Many asylum-seekers have died before this in the Aegean. The difference in this case is that people drowned when under the direct control of the coastguards, and that the coastguards' reported attempt to tow the boat into Turkish waters was illegal.

According to official data, at least 19,144 migrants have died between 1988 and the end of 2013 when trying to enter Europe. 14,309 died in the Mediterranean or the Atlantic, trying to reach Spain; and 1,504 in the Aegean Sea between Greece and Turkey. During the years 2011-2013, the Greek coastguards carried out 550 seizures, identifying 11,741 would-be immigrants.

The Minister of Shipping has attacked the Council of Europe's Human Rights Commissioner, Amnesty International, and Syriza as making "misguided, premature declarations".

The ministry and the pro-government media chorus have denied that coastguards were towing the boat towards Turkish waters, and claimed that the capsizing of the boat was due to the people on it all suddenly moving to one side.

Government spokesman Simos Kedikoglou has denounced Syriza leader Alexis Tsipras:

"Mr. Tsipras defames his country, aiming at the abolition of Frontex [the EU agency for monitoring the EU's external borders] and the massive entry of illegal immigrants."

The existence of fascist nuclei within the Greek state apparatus is common knowledge. In any case, these deaths are due to the inhuman logic of European and Greek immigration policy and the fortress Europe policy of closed borders.

Yet the Greek presidency of the EU has set the intensification of enforcement at the external borders as a top priority. "We will focus on measures relating to the prevention of illegal immigration, readmission and return, and building the institutional capacity for border management".

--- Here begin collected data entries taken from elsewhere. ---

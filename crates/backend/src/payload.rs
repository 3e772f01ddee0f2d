use chrono::{DateTime, NaiveDate, NaiveDateTime, Utc};
use serde_json::Value;
use wordtowallet_core::SlugRecord;

/// Keys a list may be wrapped under, e.g. `{"data": [...]}`
const WRAPPER_KEYS: &[&str] = &["data", "items", "posts", "results"];

const SLUG_KEYS: &[&str] = &["slug", "code", "id"];

const TIMESTAMP_KEYS: &[&str] = &[
    "updatedAt",
    "updated_at",
    "publishedAt",
    "published_at",
    "createdAt",
    "created_at",
];

/// Find the array in a backend response: either the document itself or an
/// array under one of the usual wrapper keys.
pub fn array_payload(value: &Value) -> Option<&Vec<Value>> {
    match value {
        Value::Array(items) => Some(items),
        Value::Object(map) => WRAPPER_KEYS
            .iter()
            .find_map(|key| map.get(*key).and_then(Value::as_array)),
        _ => None,
    }
}

/// Convert list items into slug records, skipping items without a slug
pub fn parse_records(items: &[Value]) -> Vec<SlugRecord> {
    items
        .iter()
        .filter_map(|item| {
            let slug = SLUG_KEYS.iter().find_map(|key| match item.get(*key) {
                Some(Value::String(s)) if !s.trim().is_empty() => Some(s.trim().to_string()),
                Some(Value::Number(n)) => Some(n.to_string()),
                _ => None,
            })?;

            let updated_at = TIMESTAMP_KEYS
                .iter()
                .find_map(|key| item.get(*key).and_then(Value::as_str).and_then(parse_timestamp));

            Some(SlugRecord { slug, updated_at })
        })
        .collect()
}

/// Accepts RFC 3339, a bare `YYYY-MM-DD`, or a zone-less ISO date-time (UTC)
fn parse_timestamp(s: &str) -> Option<DateTime<Utc>> {
    if let Ok(dt) = DateTime::parse_from_rfc3339(s) {
        return Some(dt.with_timezone(&Utc));
    }
    if let Ok(naive) = NaiveDateTime::parse_from_str(s, "%Y-%m-%dT%H:%M:%S%.f") {
        return Some(naive.and_utc());
    }
    NaiveDate::parse_from_str(s, "%Y-%m-%d")
        .ok()
        .and_then(|d| d.and_hms_opt(0, 0, 0))
        .map(|naive| naive.and_utc())
}
use anyhow::{Context, Result};
use chrono::{DateTime, Utc};
use std::fs;
use std::path::{Path, PathBuf};
use wordtowallet_backend::sources_from_config;
use wordtowallet_core::config::{SiteConfig, load_site_config};
use wordtowallet_core::{RouteManifest, SlugSource};
use wordtowallet_generator::{RobotsPolicy, SitemapBuilder, render_xml};
use wordtowallet_routes::resolve_manifest;

/// Generate sitemap.xml and robots.txt into `output`
pub async fn run(config_path: PathBuf, output: PathBuf, offline: bool) -> Result<()> {
    println!("🔨 Building sitemap and robots.txt...");
    println!("   Config: {}", config_path.display());
    println!("   Output: {}", output.display());
    println!();

    let config = load_site_config(&config_path).context("Failed to load site config")?;
    let manifest = resolve_manifest(&config.routes).context("Failed to load route manifest")?;

    println!("✓ Site: {}", config.site_url);
    println!("  Locales: {}", config.locales.len());
    println!(
        "  Routes: {} static, {} dynamic",
        manifest.static_routes().len(),
        manifest.dynamic_routes().len()
    );
    println!();

    let sources = if offline {
        println!("📴 Offline: skipping backend slug sources");
        Vec::new()
    } else {
        println!("🌐 Fetching slugs from {}", config.api.base_url);
        sources_from_config(&config)?
    };

    build_static_site(&config, &manifest, &sources, &output, Utc::now()).await?;

    println!();
    println!("✅ Build complete!");
    println!("   Output: {}", output.display());

    Ok(())
}

/// Write both generated files into `output`
pub async fn build_static_site(
    config: &SiteConfig,
    manifest: &RouteManifest,
    sources: &[Box<dyn SlugSource>],
    output: &Path,
    now: DateTime<Utc>,
) -> Result<()> {
    fs::create_dir_all(output).context("Failed to create output directory")?;

    let (xml, count) = build_sitemap(config, manifest, sources, now).await;
    fs::write(output.join("sitemap.xml"), xml).context("Failed to write sitemap.xml")?;
    println!("   ✓ Generated sitemap.xml ({} URLs)", count);

    fs::write(output.join("robots.txt"), build_robots(config))
        .context("Failed to write robots.txt")?;
    println!("   ✓ Generated robots.txt");

    Ok(())
}

/// Render the sitemap document, returning it with its URL count
pub async fn build_sitemap(
    config: &SiteConfig,
    manifest: &RouteManifest,
    sources: &[Box<dyn SlugSource>],
    now: DateTime<Utc>,
) -> (String, usize) {
    let builder = SitemapBuilder::new(config.site_url.clone(), config.locales.clone(), now);
    let entries = builder
        .build(&manifest.static_routes(), &manifest.dynamic_routes(), sources)
        .await;
    (render_xml(&entries), entries.len())
}

pub fn build_robots(config: &SiteConfig) -> String {
    RobotsPolicy::from_segments(&config.robots.protected, &config.default_locale, &config.site_url)
        .render()
}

Syriza has demanded that the Shipping Minister immediately halt towing of boats with refugees towards the Turkish coast, and an independent investigation. Syriza spokesperson SYRIZA Panos Skourletis also called for the resignation of shipping minister Miltiades Varvitsiotis, and Syriza leader Alexis Tsipras called for the EU to "review the Dublin II agreement, which converts the countries of southern Europe in warehouses of souls and the Mediterranean into a watery grave".

We should not let ourselves become familiarised to the death of asylum-seekers! We should re-iterate the obvious: no-one’s life is disposable. The more dehumanised we become, the more we consider the plight of the Palestinians, the Syrians or the Afghans as not part of our plight, the easier it will be for the government and the EU/ECB/IMF Troika to impose new austerity measures and human rights abuses. We will all be drowned in the Aegean.

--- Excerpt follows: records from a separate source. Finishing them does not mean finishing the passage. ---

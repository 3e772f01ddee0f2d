//! File proxy: relays GET/HEAD requests for files and media to the backend.
//!
//! `Authorization` and `Range` go upstream unchanged. A fixed set of response
//! headers and the body bytes come back. Any non-2xx from the backend becomes
//! a plain 404, any transport failure a plain 500.

use axum::{
    Router,
    body::Body,
    extract::State,
    http::{HeaderMap, HeaderName, HeaderValue, Method, StatusCode, Uri, header},
    response::{IntoResponse, Response},
    routing::get,
};
use wordtowallet_backend::BackendClient;
use wordtowallet_core::config::ProxyMount;

/// Request headers forwarded to the backend
fn forwarded_headers() -> [HeaderName; 2] {
    [header::AUTHORIZATION, header::RANGE]
}

/// Response headers relayed back to the caller
fn relayed_headers() -> [HeaderName; 5] {
    [
        header::CONTENT_TYPE,
        header::CONTENT_LENGTH,
        header::CONTENT_RANGE,
        header::CACHE_CONTROL,
        header::ACCEPT_RANGES,
    ]
}

/// Handler context for one mount
#[derive(Clone)]
struct ProxyRoute {
    client: reqwest::Client,
    /// Absolute backend URL the wildcard path is appended to
    upstream: String,
}

/// Router with one `{prefix}/{*path}` relay per mount
pub fn router(backend: &BackendClient, mounts: &[ProxyMount]) -> Router {
    mounts.iter().fold(Router::new(), |app, mount| {
        let route = ProxyRoute {
            client: backend.http().clone(),
            upstream: backend.url(&mount.upstream).trim_end_matches('/').to_string(),
        };
        let relay_routes = Router::new()
            .route("/{*path}", get(relay).head(relay))
            .with_state(route);
        app.nest(&mount.prefix, relay_routes)
    })
}

async fn relay(
    State(route): State<ProxyRoute>,
    method: Method,
    uri: Uri,
    headers: HeaderMap,
) -> Response {
    // The nested URI has the mount prefix stripped and is still percent-encoded
    let mut url = format!("{}/{}", route.upstream, uri.path().trim_start_matches('/'));
    if let Some(query) = uri.query() {
        url.push('?');
        url.push_str(query);
    }

    let mut request = route.client.request(method.clone(), &url);
    for name in forwarded_headers() {
        if let Some(value) = headers.get(&name) {
            request = request.header(name.clone(), value.clone());
        }
    }

    let upstream = match request.send().await {
        Ok(response) => response,
        Err(e) => {
            tracing::error!(url = %url, error = %e, "file proxy request failed");
            return plain(StatusCode::INTERNAL_SERVER_ERROR, "Internal server error");
        }
    };

    let status = upstream.status();
    if !status.is_success() {
        tracing::warn!(url = %url, status = %status, "backend refused file request");
        return plain(StatusCode::NOT_FOUND, "File not found");
    }

    let mut relayed = HeaderMap::new();
    for name in relayed_headers() {
        if let Some(value) = upstream.headers().get(&name) {
            relayed.insert(name.clone(), value.clone());
        }
    }
    relayed
        .entry(header::CONTENT_TYPE)
        .or_insert(HeaderValue::from_static("application/octet-stream"));
    relayed
        .entry(header::ACCEPT_RANGES)
        .or_insert(HeaderValue::from_static("bytes"));

    let body = if method == Method::HEAD {
        Body::empty()
    } else {
        Body::from_stream(upstream.bytes_stream())
    };

    (status, relayed, body).into_response()
}

fn plain(status: StatusCode, message: &'static str) -> Response {
    (
        status,
        [(header::CONTENT_TYPE, "text/plain; charset=utf-8")],
        message,
    )
        .into_response()
}

#[cfg(test)]
mod tests {
    use super::*;
    use axum::{body::to_bytes, http::Request};
    use std::time::Duration;
    use tower::ServiceExt;
    use wordtowallet_core::config::ApiConfig;

    const EPUB_LEN: usize = 4096;

    async fn book(headers: HeaderMap) -> Response {
        if headers.get(header::AUTHORIZATION).is_none() {
            return (StatusCode::UNAUTHORIZED, "{\"error\":\"unauthorized\"}").into_response();
        }

        let bytes = vec![7u8; EPUB_LEN];
        if let Some(range) = headers.get(header::RANGE) {
            assert_eq!(range, "bytes=0-99");
            return (
                StatusCode::PARTIAL_CONTENT,
                [
                    (header::CONTENT_TYPE, "application/epub+zip"),
                    (header::CONTENT_RANGE, "bytes 0-99/4096"),
                    (header::ACCEPT_RANGES, "bytes"),
                ],
                bytes[..100].to_vec(),
            )
                .into_response();
        }

        (
            [
                (header::CONTENT_TYPE, "application/epub+zip"),
                (header::CACHE_CONTROL, "private, max-age=3600"),
                (header::SET_COOKIE, "session=secret"),
            ],
            bytes,
        )
            .into_response()
    }

    async fn echo_query(uri: Uri) -> String {
        uri.query().unwrap_or_default().to_string()
    }

    async fn echo_uri(uri: Uri) -> String {
        format!("{} {}", uri.path(), uri.query().unwrap_or("-"))
    }

    async fn spawn_backend() -> String {
        let app = Router::new()
            .route("/files/books/{id}", get(book))
            .route("/media/echo", get(echo_query))
            .route("/files/raw/{name}", get(echo_uri))
            .route(
                "/files/missing",
                get(|| async { (StatusCode::NOT_FOUND, "{\"detail\":\"no such file\"}") }),
            );

        let listener = tokio::net::TcpListener::bind("127.0.0.1:0").await.unwrap();
        let addr = listener.local_addr().unwrap();
        tokio::spawn(async move {
            axum::serve(listener, app).await.unwrap();
        });
        format!("http://{}", addr)
    }

    fn proxy_for(base: &str) -> Router {
        let backend = BackendClient::new(&ApiConfig {
            base_url: base.to_string(),
            timeout: Duration::from_secs(5),
        })
        .unwrap();
        router(
            &backend,
            &[
                ProxyMount {
                    prefix: "/api/files".to_string(),
                    upstream: "/files".to_string(),
                },
                ProxyMount {
                    prefix: "/api/media".to_string(),
                    upstream: "/media".to_string(),
                },
            ],
        )
    }

    fn get_request(uri: &str, headers: &[(HeaderName, &str)]) -> Request<Body> {
        let mut builder = Request::builder().uri(uri);
        for (name, value) in headers {
            builder = builder.header(name, *value);
        }
        builder.body(Body::empty()).unwrap()
    }

    #[tokio::test]
    async fn test_get_relays_status_headers_and_bytes() {
        let proxy = proxy_for(&spawn_backend().await);
        let response = proxy
            .oneshot(get_request(
                "/api/files/books/42",
                &[(header::AUTHORIZATION, "Bearer token")],
            ))
            .await
            .unwrap();

        assert_eq!(response.status(), StatusCode::OK);
        assert_eq!(response.headers()[header::CONTENT_TYPE], "application/epub+zip");
        assert_eq!(response.headers()[header::ACCEPT_RANGES], "bytes");
        assert_eq!(response.headers()[header::CACHE_CONTROL], "private, max-age=3600");
        assert!(response.headers().get(header::SET_COOKIE).is_none());

        let body = to_bytes(response.into_body(), usize::MAX).await.unwrap();
        assert_eq!(body.len(), EPUB_LEN);
    }

    #[tokio::test]
    async fn test_range_request_relays_partial_content() {
        let proxy = proxy_for(&spawn_backend().await);
        let response = proxy
            .oneshot(get_request(
                "/api/files/books/42",
                &[
                    (header::AUTHORIZATION, "Bearer token"),
                    (header::RANGE, "bytes=0-99"),
                ],
            ))
            .await
            .unwrap();

        assert_eq!(response.status(), StatusCode::PARTIAL_CONTENT);
        assert_eq!(response.headers()[header::CONTENT_RANGE], "bytes 0-99/4096");
        let body = to_bytes(response.into_body(), usize::MAX).await.unwrap();
        assert_eq!(body.len(), 100);
    }

    #[tokio::test]
    async fn test_head_relays_headers_without_body() {
        let proxy = proxy_for(&spawn_backend().await);
        let request = Request::builder()
            .method(Method::HEAD)
            .uri("/api/files/books/42")
            .header(header::AUTHORIZATION, "Bearer token")
            .body(Body::empty())
            .unwrap();

        let response = proxy.oneshot(request).await.unwrap();
        assert_eq!(response.status(), StatusCode::OK);
        assert_eq!(response.headers()[header::CONTENT_TYPE], "application/epub+zip");
        assert_eq!(response.headers()[header::CONTENT_LENGTH], EPUB_LEN.to_string().as_str());
        let body = to_bytes(response.into_body(), usize::MAX).await.unwrap();
        assert!(body.is_empty());
    }

    #[tokio::test]
    async fn test_backend_404_becomes_plain_404() {
        let proxy = proxy_for(&spawn_backend().await);
        let response = proxy
            .oneshot(get_request("/api/files/missing", &[]))
            .await
            .unwrap();

        assert_eq!(response.status(), StatusCode::NOT_FOUND);
        assert_eq!(
            response.headers()[header::CONTENT_TYPE],
            "text/plain; charset=utf-8"
        );
        let body = to_bytes(response.into_body(), usize::MAX).await.unwrap();
        assert_eq!(&body[..], b"File not found");
    }

    #[tokio::test]
    async fn test_backend_401_becomes_plain_404() {
        let proxy = proxy_for(&spawn_backend().await);
        let response = proxy
            .oneshot(get_request("/api/files/books/42", &[]))
            .await
            .unwrap();

        assert_eq!(response.status(), StatusCode::NOT_FOUND);
        let body = to_bytes(response.into_body(), usize::MAX).await.unwrap();
        assert_eq!(&body[..], b"File not found");
    }

    #[tokio::test]
    async fn test_query_string_is_forwarded() {
        let proxy = proxy_for(&spawn_backend().await);
        let response = proxy
            .oneshot(get_request("/api/media/echo?w=320&format=webp", &[]))
            .await
            .unwrap();

        assert_eq!(response.status(), StatusCode::OK);
        let body = to_bytes(response.into_body(), usize::MAX).await.unwrap();
        assert_eq!(&body[..], b"w=320&format=webp");
    }

    #[tokio::test]
    async fn test_unreachable_backend_becomes_plain_500() {
        let proxy = proxy_for("http://127.0.0.1:9");
        let response = proxy
            .oneshot(get_request("/api/files/books/42", &[]))
            .await
            .unwrap();

        assert_eq!(response.status(), StatusCode::INTERNAL_SERVER_ERROR);
        let body = to_bytes(response.into_body(), usize::MAX).await.unwrap();
        assert_eq!(&body[..], b"Internal server error");
    }

    #[tokio::test]
    async fn test_encoded_file_name_stays_in_path() {
        let proxy = proxy_for(&spawn_backend().await);

        let response = proxy
            .clone()
            .oneshot(get_request("/api/files/raw/report%3Fv%3D2.pdf", &[]))
            .await
            .unwrap();
        assert_eq!(response.status(), StatusCode::OK);
        let body = to_bytes(response.into_body(), usize::MAX).await.unwrap();
        assert_eq!(&body[..], b"/files/raw/report%3Fv%3D2.pdf -");

        let response = proxy
            .oneshot(get_request("/api/files/raw/a%2Fb%23c%20d.epub?dl=1", &[]))
            .await
            .unwrap();
        assert_eq!(response.status(), StatusCode::OK);
        let body = to_bytes(response.into_body(), usize::MAX).await.unwrap();
        assert_eq!(&body[..], b"/files/raw/a%2Fb%23c%20d.epub dl=1");
    }
}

The working-class movement, the youth and the Left should fight for:

Punishment of the instigators and perpetrators of the crime in Farmakonisi

Resignation of the Minister of Shipping

Every effort to be made to find the bodies of the missing.

Unconditional asylum shelter for the survivors. They should be granted legal documents instead of the administrative deportation papers they have at present.

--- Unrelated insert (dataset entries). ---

use std::path::{Component, Path};
use walkdir::{DirEntry, WalkDir};
use wordtowallet_core::{Error, Result, RouteKind, RouteManifest, RouteTemplate, placeholder_name};

/// Files that turn a directory into a page
const PAGE_FILES: &[&str] = &[
    "page.tsx", "page.ts", "page.jsx", "page.js", "page.mdx", "page.md",
];

/// Used when the route tree cannot be read: the locale root and the blog index
pub const FALLBACK_ROUTES: &[&str] = &["", "/blog"];

/// Walk the route tree under `root` depth-first.
///
/// A directory's own page is recorded before its children, children are
/// visited in file-name order. Bracketed directories are always recorded as
/// dynamic templates; page-bearing directories below them are dynamic too.
pub fn discover<P: AsRef<Path>>(root: P) -> Result<RouteManifest> {
    let root = root.as_ref();
    if !root.is_dir() {
        return Err(Error::InvalidData(format!(
            "Route directory does not exist: {}",
            root.display()
        )));
    }

    let mut manifest = RouteManifest::new();

    let walker = WalkDir::new(root)
        .sort_by_file_name()
        .into_iter()
        .filter_entry(|e| e.depth() == 0 || !is_ignored(e));

    for entry in walker {
        let entry = entry.map_err(std::io::Error::from)?;
        if !entry.file_type().is_dir() {
            continue;
        }

        let relative = entry
            .path()
            .strip_prefix(root)
            .map_err(|e| Error::InvalidData(e.to_string()))?;
        let (path, kind) = route_for(relative);

        let is_param_dir = entry
            .file_name()
            .to_str()
            .and_then(placeholder_name)
            .is_some();

        if is_param_dir || has_page_file(entry.path()) {
            manifest.push(RouteTemplate::new(path, kind));
        }
    }

    Ok(manifest)
}

/// Like [`discover`], but never fails: an unreadable tree yields
/// [`fallback_manifest`] so a partial sitemap can still be produced.
pub fn discover_or_fallback<P: AsRef<Path>>(root: P) -> RouteManifest {
    let root = root.as_ref();
    match discover(root) {
        Ok(manifest) => {
            tracing::debug!(root = %root.display(), routes = manifest.len(), "discovered routes");
            manifest
        }
        Err(e) => {
            tracing::warn!(
                root = %root.display(),
                error = %e,
                "route discovery failed, using fallback routes"
            );
            fallback_manifest()
        }
    }
}

pub fn fallback_manifest() -> RouteManifest {
    FALLBACK_ROUTES
        .iter()
        .map(|p| RouteTemplate::static_route(*p))
        .collect()
}

/// Hidden entries, private `_folders`, `@slot` folders and the `api` tree
/// never produce pages
fn is_ignored(entry: &DirEntry) -> bool {
    let name = entry.file_name().to_string_lossy();
    name.starts_with('.')
        || name.starts_with('_')
        || name.starts_with('@')
        || (entry.file_type().is_dir() && name == "api")
}

fn has_page_file(dir: &Path) -> bool {
    PAGE_FILES.iter().any(|name| dir.join(name).is_file())
}

/// Map a directory relative to the route root to its URL path.
///
/// Route groups such as `(marketing)` add no URL segment.
fn route_for(relative: &Path) -> (String, RouteKind) {
    let mut path = String::new();
    let mut kind = RouteKind::Static;

    for component in relative.components() {
        let Component::Normal(name) = component else {
            continue;
        };
        let name = name.to_string_lossy();

        if name.starts_with('(') && name.ends_with(')') {
            continue;
        }
        if placeholder_name(&name).is_some() {
            kind = RouteKind::Dynamic;
        }

        path.push('/');
        path.push_str(&name);
    }

    (path, kind)
}

#[cfg(test)]
mod tests {
    use super::*;
    use std::fs;
    use tempfile::TempDir;

    fn tree(pages: &[&str]) -> TempDir {
        let dir = TempDir::new().unwrap();
        for page in pages {
            let path = dir.path().join(page);
            fs::create_dir_all(path.parent().unwrap()).unwrap();
            fs::write(&path, "export default function Page() {}").unwrap();
        }
        dir
    }

    fn paths(manifest: &RouteManifest) -> Vec<(&str, RouteKind)> {
        manifest
            .routes()
            .iter()
            .map(|r| (r.path.as_str(), r.kind))
            .collect()
    }

    #[test]
    fn test_discover_root_and_nested_pages_in_order() {
        let dir = tree(&[
            "page.tsx",
            "about/page.tsx",
            "admin/page.tsx",
            "admin/courses/page.tsx",
            "admin/courses/[id]/page.tsx",
            "admin/courses/[id]/edit/page.tsx",
        ]);

        let manifest = discover(dir.path()).unwrap();
        assert_eq!(
            paths(&manifest),
            vec![
                ("", RouteKind::Static),
                ("/about", RouteKind::Static),
                ("/admin", RouteKind::Static),
                ("/admin/courses", RouteKind::Static),
                ("/admin/courses/[id]", RouteKind::Dynamic),
                ("/admin/courses/[id]/edit", RouteKind::Dynamic),
            ]
        );
    }

    #[test]
    fn test_directories_without_pages_are_skipped() {
        let dir = tree(&["courses/page.tsx", "components/Button.tsx"]);
        fs::create_dir_all(dir.path().join("empty/nested")).unwrap();

        let manifest = discover(dir.path()).unwrap();
        assert_eq!(paths(&manifest), vec![("/courses", RouteKind::Static)]);
    }

    #[test]
    fn test_bracket_directory_recorded_without_page() {
        let dir = tree(&["blog/page.tsx", "blog/[slug]/components/Header.tsx"]);

        let manifest = discover(dir.path()).unwrap();
        assert_eq!(
            paths(&manifest),
            vec![
                ("/blog", RouteKind::Static),
                ("/blog/[slug]", RouteKind::Dynamic),
            ]
        );
    }

    #[test]
    fn test_route_groups_are_flattened() {
        let dir = tree(&[
            "(marketing)/page.tsx",
            "(marketing)/pricing/page.tsx",
            "(auth)/login/page.tsx",
        ]);

        let manifest = discover(dir.path()).unwrap();
        assert_eq!(
            paths(&manifest),
            vec![
                ("/login", RouteKind::Static),
                ("", RouteKind::Static),
                ("/pricing", RouteKind::Static),
            ]
        );
    }

    #[test]
    fn test_private_hidden_api_and_slot_folders_ignored() {
        let dir = tree(&[
            "page.tsx",
            "_components/page.tsx",
            ".cache/page.tsx",
            "api/files/page.ts",
            "@modal/page.tsx",
            "contact/page.mdx",
        ]);

        let manifest = discover(dir.path()).unwrap();
        assert_eq!(
            paths(&manifest),
            vec![("", RouteKind::Static), ("/contact", RouteKind::Static)]
        );
    }

    #[test]
    fn test_catch_all_segments_are_dynamic() {
        let dir = tree(&["docs/[...path]/page.tsx", "shop/[[...filters]]/page.tsx"]);

        let manifest = discover(dir.path()).unwrap();
        assert_eq!(manifest.dynamic_routes().len(), 2);
        assert!(manifest.static_routes().is_empty());
    }

    #[test]
    fn test_missing_root_is_an_error() {
        let dir = TempDir::new().unwrap();
        assert!(discover(dir.path().join("nope")).is_err());
    }

    #[test]
    fn test_missing_root_falls_back() {
        let dir = TempDir::new().unwrap();
        let manifest = discover_or_fallback(dir.path().join("nope"));
        assert_eq!(
            paths(&manifest),
            vec![("", RouteKind::Static), ("/blog", RouteKind::Static)]
        );
    }

    #[test]
    fn test_route_for_mapping() {
        assert_eq!(route_for(Path::new("")), (String::new(), RouteKind::Static));
        assert_eq!(
            route_for(Path::new("(shop)/books/[id]")),
            ("/books/[id]".to_string(), RouteKind::Dynamic)
        );
    }
}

Dissolve Frontex. Stop the illegal and murderous practice of refugee persecution and "informal redirections".

Legalisation of all immigrants and full labour, political, and social rights

Shut down the migrant detention camps

A radical restructuring and democratisation of all security forces under the democratic control of the mass organisations of the working people

Unionisation and recruitment to left wing organisations of refugees and immigrants, and a united struggle for the overthrow of capitalism and the victory of socialism.

Demonstrations and rallies of protest and solidarity with the survivors of the wreck in Farmakonisi were held on Saturday 25 January at Syntagma Square, in Athens. The protests were called by: “Open school for immigrants”, “Antifascist coordination in Athens”, “Afghani community”, “Network for social support of refugees and migrants”, “Sunday school for immigrants”, the “Deport Racism" Movement, Syriza youth, ”Initiative against detention centres”, Greek refugee forum, and others./

A press conference with the survivors was held at Syntagma square. After the press conference, a five-member committee consisting of Syriza MPs and mother activists presented a demand for the immediate cessation of the persecution of immigrants.